Snatches of several of these songs are tied together in a medley involving prop telephones. This sequence is frustrating--the songs are radically truncated and the phones add nothing of interest.
Next comes “Music From the Hollywood Spectaculars,” including some dubious pretenders to the “spectacular” label. Does anyone want to hear the title song from “Those Magnificent Men in Their Flying Machines”?
The danger of taking songs out of their context is illustrated when Ann Morrison, singing “And We Were Lovers” from “The Sand Pebbles,” breaks down and weeps. The display seems awfully artificial, considering that we have no idea whom she’s singing about.
Nevertheless, Ron Abel’s decades-spanning arrangement of “Thoroughly Modern Millie” gives this section a lift. And Donn Simione gives it a truly grand finale, singing “You” from “The Great Ziegfeld” and tapping his heart out atop a model of New York skyscrapers. Mark Reina choreographed with flair.
The “Spectaculars” section is dedicated to Miklos Rosza but includes only one selection from his work. Rosza’s scores really need a symphony orchestra instead of the four-piece band at the Coast, so it’s just as well that we don’t hear more Rosza. Unfortunately, this reasoning didn’t stop the band from opening Act II with a screechy, synthesized rendition of John Williams’ “Raiders of the Lost Ark (March).” Williams deserves an orchestra no less than Rosza.

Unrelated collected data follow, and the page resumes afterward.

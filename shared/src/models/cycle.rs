//! Production cycle models

use chrono::{DateTime, NaiveDate, Utc};
use serde::{Deserialize, Serialize};
use validator::Validate;

use super::record::impl_record;
use super::Collection;

/// One production run of a flock, from placement to clearance
#[derive(Debug, Clone, PartialEq, Serialize, Deserialize)]
#[serde(rename_all = "camelCase")]
pub struct Cycle {
    #[serde(default)]
    pub id: i64,
    pub name: String,
    pub start_date: NaiveDate,
    #[serde(default)]
    pub end_date: Option<NaiveDate>,
    #[serde(default)]
    pub status: CycleStatus,
    #[serde(default)]
    pub notes: String,
    #[serde(default, skip_serializing_if = "Option::is_none")]
    pub created_at: Option<DateTime<Utc>>,
    #[serde(default, skip_serializing_if = "Option::is_none")]
    pub updated_at: Option<DateTime<Utc>>,
}

impl_record!(Cycle, Collection::Cycles);

/// Cycle lifecycle status
#[derive(Debug, Clone, Copy, Serialize, Deserialize, PartialEq, Eq, Default)]
#[serde(rename_all = "lowercase")]
pub enum CycleStatus {
    #[default]
    Active,
    Completed,
    Planned,
}

impl std::fmt::Display for CycleStatus {
    fn fmt(&self, f: &mut std::fmt::Formatter<'_>) -> std::fmt::Result {
        match self {
            CycleStatus::Active => write!(f, "active"),
            CycleStatus::Completed => write!(f, "completed"),
            CycleStatus::Planned => write!(f, "planned"),
        }
    }
}

impl Cycle {
    pub fn new(name: impl Into<String>, start_date: NaiveDate) -> Self {
        Self {
            id: 0,
            name: name.into(),
            start_date,
            end_date: None,
            status: CycleStatus::Active,
            notes: String::new(),
            created_at: None,
            updated_at: None,
        }
    }

    /// Name shown in exports and headers; unnamed cycles fall back to their id
    pub fn display_name(&self) -> String {
        if self.name.trim().is_empty() {
            format!("Cycle {}", self.id)
        } else {
            self.name.clone()
        }
    }

    /// Flock age in days on the given date
    pub fn flock_age_on(&self, date: NaiveDate) -> u32 {
        flock_age_days(self.start_date, date)
    }
}

/// Whole days between the cycle start and a date, in either direction
pub fn flock_age_days(start_date: NaiveDate, date: NaiveDate) -> u32 {
    let days = (date - start_date).num_days().unsigned_abs();
    u32::try_from(days).unwrap_or(u32::MAX)
}

/// Input for creating a cycle
#[derive(Debug, Clone, Deserialize, Validate)]
#[serde(rename_all = "camelCase")]
pub struct CycleInput {
    #[validate(length(min = 1, max = 100))]
    pub name: String,
    pub start_date: NaiveDate,
    pub end_date: Option<NaiveDate>,
    #[serde(default)]
    pub status: CycleStatus,
    #[serde(default)]
    pub notes: String,
}

impl From<CycleInput> for Cycle {
    fn from(input: CycleInput) -> Self {
        Self {
            end_date: input.end_date,
            status: input.status,
            notes: input.notes,
            ..Cycle::new(input.name, input.start_date)
        }
    }
}
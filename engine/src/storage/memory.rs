//! In-memory object store

use std::collections::{BTreeMap, HashMap};

use async_trait::async_trait;
use serde_json::Value;
use tokio::sync::RwLock;

use shared::models::Collection;

use super::{record_id, Store, StoreError, StoreResult};

/// Every collection's records, keyed by store name when serialised
pub type Snapshot = BTreeMap<Collection, Vec<Value>>;

#[derive(Debug, Clone)]
pub(super) struct Table {
    next_id: i64,
    rows: BTreeMap<i64, Value>,
}

impl Default for Table {
    fn default() -> Self {
        Self {
            next_id: 1,
            rows: BTreeMap::new(),
        }
    }
}

impl Table {
    /// Give the record its key, assigning the next one when it has none
    fn key(&mut self, collection: Collection, record: &mut Value) -> StoreResult<i64> {
        let object = record
            .as_object_mut()
            .ok_or(StoreError::InvalidRecord { collection })?;
        let id = object
            .get("id")
            .and_then(Value::as_i64)
            .filter(|id| *id > 0)
            .unwrap_or(self.next_id);
        object.insert("id".to_string(), Value::from(id));
        self.next_id = self.next_id.max(id + 1);
        Ok(id)
    }
}

/// Object store held in process memory
#[derive(Debug, Default)]
pub struct MemoryStore {
    tables: RwLock<HashMap<Collection, Table>>,
}

impl MemoryStore {
    pub fn new() -> Self {
        Self::default()
    }

    /// Build a store holding exactly the given records, keys preserved
    pub fn from_snapshot(snapshot: Snapshot) -> StoreResult<Self> {
        let mut tables = HashMap::new();
        for (collection, records) in snapshot {
            let table: &mut Table = tables.entry(collection).or_default();
            for mut record in records {
                let id = table.key(collection, &mut record)?;
                table.rows.insert(id, record);
            }
        }
        Ok(Self {
            tables: RwLock::new(tables),
        })
    }

    /// Copy of every non-empty collection
    pub async fn snapshot(&self) -> Snapshot {
        let tables = self.tables.read().await;
        tables
            .iter()
            .filter(|(_, table)| !table.rows.is_empty())
            .map(|(collection, table)| (*collection, table.rows.values().cloned().collect()))
            .collect()
    }

    /// Copy of one collection, keys and id counter included
    pub(super) async fn table(&self, collection: Collection) -> Option<Table> {
        self.tables.read().await.get(&collection).cloned()
    }

    /// Put a collection back exactly as [`MemoryStore::table`] returned it
    pub(super) async fn restore_table(&self, collection: Collection, table: Option<Table>) {
        let mut tables = self.tables.write().await;
        match table {
            Some(table) => {
                tables.insert(collection, table);
            }
            None => {
                tables.remove(&collection);
            }
        }
    }

    pub async fn len(&self, collection: Collection) -> usize {
        let tables = self.tables.read().await;
        tables.get(&collection).map_or(0, |table| table.rows.len())
    }

    pub async fn is_empty(&self) -> bool {
        let tables = self.tables.read().await;
        tables.values().all(|table| table.rows.is_empty())
    }
}

#[async_trait]
impl Store for MemoryStore {
    async fn add(&self, collection: Collection, mut record: Value) -> StoreResult<i64> {
        let mut tables = self.tables.write().await;
        let table = tables.entry(collection).or_default();
        if let Some(id) = record_id(&record) {
            if table.rows.contains_key(&id) {
                return Err(StoreError::ConstraintViolation { collection, id });
            }
        }
        let id = table.key(collection, &mut record)?;
        table.rows.insert(id, record);
        Ok(id)
    }

    async fn update(&self, collection: Collection, mut record: Value) -> StoreResult<i64> {
        let mut tables = self.tables.write().await;
        let table = tables.entry(collection).or_default();
        let id = table.key(collection, &mut record)?;
        table.rows.insert(id, record);
        Ok(id)
    }

    async fn get(&self, collection: Collection, id: i64) -> StoreResult<Option<Value>> {
        let tables = self.tables.read().await;
        Ok(tables
            .get(&collection)
            .and_then(|table| table.rows.get(&id))
            .cloned())
    }

    async fn get_all(&self, collection: Collection) -> StoreResult<Vec<Value>> {
        let tables = self.tables.read().await;
        Ok(tables
            .get(&collection)
            .map(|table| table.rows.values().cloned().collect())
            .unwrap_or_default())
    }

    async fn get_by_index(&self, collection: Collection, field: &str, value: &Value) -> StoreResult<Vec<Value>> {
        if !collection.has_index(field) {
            return Err(StoreError::UnknownIndex {
                collection,
                field: field.to_string(),
            });
        }
        let tables = self.tables.read().await;
        Ok(tables
            .get(&collection)
            .map(|table| {
                table
                    .rows
                    .values()
                    .filter(|record| record.get(field) == Some(value))
                    .cloned()
                    .collect()
            })
            .unwrap_or_default())
    }

    async fn delete(&self, collection: Collection, id: i64) -> StoreResult<()> {
        let mut tables = self.tables.write().await;
        if let Some(table) = tables.get_mut(&collection) {
            table.rows.remove(&id);
        }
        Ok(())
    }

    async fn clear(&self, collection: Collection) -> StoreResult<()> {
        let mut tables = self.tables.write().await;
        if let Some(table) = tables.get_mut(&collection) {
            table.rows.clear();
        }
        Ok(())
    }
}

#[cfg(test)]
mod tests {
    use super::*;
    use serde_json::json;

    #[tokio::test]
    async fn test_add_assigns_increasing_ids() {
        let store = MemoryStore::new();
        let first = store.add(Collection::Cycles, json!({"name": "Cycle 1"})).await.unwrap();
        let second = store.add(Collection::Cycles, json!({"id": 0, "name": "Cycle 2"})).await.unwrap();
        assert_eq!((first, second), (1, 2));

        let stored = store.get(Collection::Cycles, 2).await.unwrap().unwrap();
        assert_eq!(stored["id"], 2);
        assert_eq!(stored["name"], "Cycle 2");
    }

    #[tokio::test]
    async fn test_add_existing_key_is_rejected() {
        let store = MemoryStore::new();
        store.add(Collection::Cages, json!({"id": 5, "name": "A1"})).await.unwrap();
        let err = store.add(Collection::Cages, json!({"id": 5, "name": "A2"})).await.unwrap_err();
        assert!(matches!(err, StoreError::ConstraintViolation { id: 5, .. }));

        // Explicit keys move the counter past them
        let next = store.add(Collection::Cages, json!({"name": "A3"})).await.unwrap();
        assert_eq!(next, 6);
    }

    #[tokio::test]
    async fn test_update_replaces_in_place() {
        let store = MemoryStore::new();
        let id = store.add(Collection::Sales, json!({"customer": "Market"})).await.unwrap();
        store.update(Collection::Sales, json!({"id": id, "customer": "Shop"})).await.unwrap();
        assert_eq!(store.len(Collection::Sales).await, 1);
        let stored = store.get(Collection::Sales, id).await.unwrap().unwrap();
        assert_eq!(stored["customer"], "Shop");
    }

    #[tokio::test]
    async fn test_index_lookup() {
        let store = MemoryStore::new();
        store.add(Collection::Cages, json!({"cycleId": 1, "name": "A1"})).await.unwrap();
        store.add(Collection::Cages, json!({"cycleId": 2, "name": "B1"})).await.unwrap();
        store.add(Collection::Cages, json!({"cycleId": 1, "name": "A2"})).await.unwrap();

        let cages = store.get_by_index(Collection::Cages, "cycleId", &json!(1)).await.unwrap();
        let names: Vec<&str> = cages.iter().filter_map(|c| c["name"].as_str()).collect();
        assert_eq!(names, vec!["A1", "A2"]);

        let err = store.get_by_index(Collection::Cages, "breed", &json!("Mixed")).await.unwrap_err();
        assert!(matches!(err, StoreError::UnknownIndex { .. }));
    }

    #[tokio::test]
    async fn test_snapshot_round_trip_keeps_ids() {
        let store = MemoryStore::new();
        store.add(Collection::Cycles, json!({"id": 7, "name": "Cycle 7"})).await.unwrap();
        store.add(Collection::FeedLogs, json!({"date": "2025-07-21", "amount": 25.5})).await.unwrap();

        let snapshot = store.snapshot().await;
        let json = serde_json::to_value(&snapshot).unwrap();
        assert!(json.get("feedLogs").is_some());

        let restored = MemoryStore::from_snapshot(serde_json::from_value(json).unwrap()).unwrap();
        assert!(restored.get(Collection::Cycles, 7).await.unwrap().is_some());
        assert_eq!(restored.add(Collection::Cycles, json!({"name": "next"})).await.unwrap(), 8);
    }

    #[tokio::test]
    async fn test_delete_and_clear() {
        let store = MemoryStore::new();
        let id = store.add(Collection::Expenses, json!({"amount": "10"})).await.unwrap();
        store.add(Collection::Expenses, json!({"amount": "20"})).await.unwrap();
        store.delete(Collection::Expenses, id).await.unwrap();
        store.delete(Collection::Expenses, 99).await.unwrap();
        assert_eq!(store.len(Collection::Expenses).await, 1);

        store.clear(Collection::Expenses).await.unwrap();
        assert!(store.is_empty().await);
    }
}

Next up is Bill Hutton, staring soulfully at Rita Hayworth portraits before launching into “Time After Time.” This is the show’s worst bit of miscasting; Hutton looks too boyishly blond and contemporary to remember Hayworth. However, his looks are ideal for the clever selection of “Saturday Matinee” music that follows.
Here, the cast changes into beach clothes, the better to hear Leonard croon “Tammy” and to place Peter Marc’s amusing impersonation of a beach-boy airhead singing “Gidget” into the right context. Costumer Madeline Ann Kozlowski, whose eye for the performers’ best colors is acute throughout the show, rises to the occasion of creating outfits for the title characters in the theme from “Attack of the Killer Tomatoes.”
A travelogue medley concludes the show, ranging from “Paducah” to “Sayonara” to “Viva! Las Vegas"--which features funny Leslie Easterbrook as a dingbat showgirl whispering the “Viva” through properly wetted lips. This section includes two “Autumn in . . . " songs (one too many), but it also offers the pleasures of Simione and Morrison in “A Foggy Day” and Morrison leading the company in “Somewhere Out There.”
The voices are not quite as impressive in this edition of “Blame It” as in the first, although Dinah Lenney displays a wide and rich range. Billy Barnes wrote additional musical material, and David Galligan staged “Blame It” with expert help from designers Jon Gottlieb (sound), Michael Gilliam (lighting) and Deborah Raymond and Dorian Vernacchio (sets).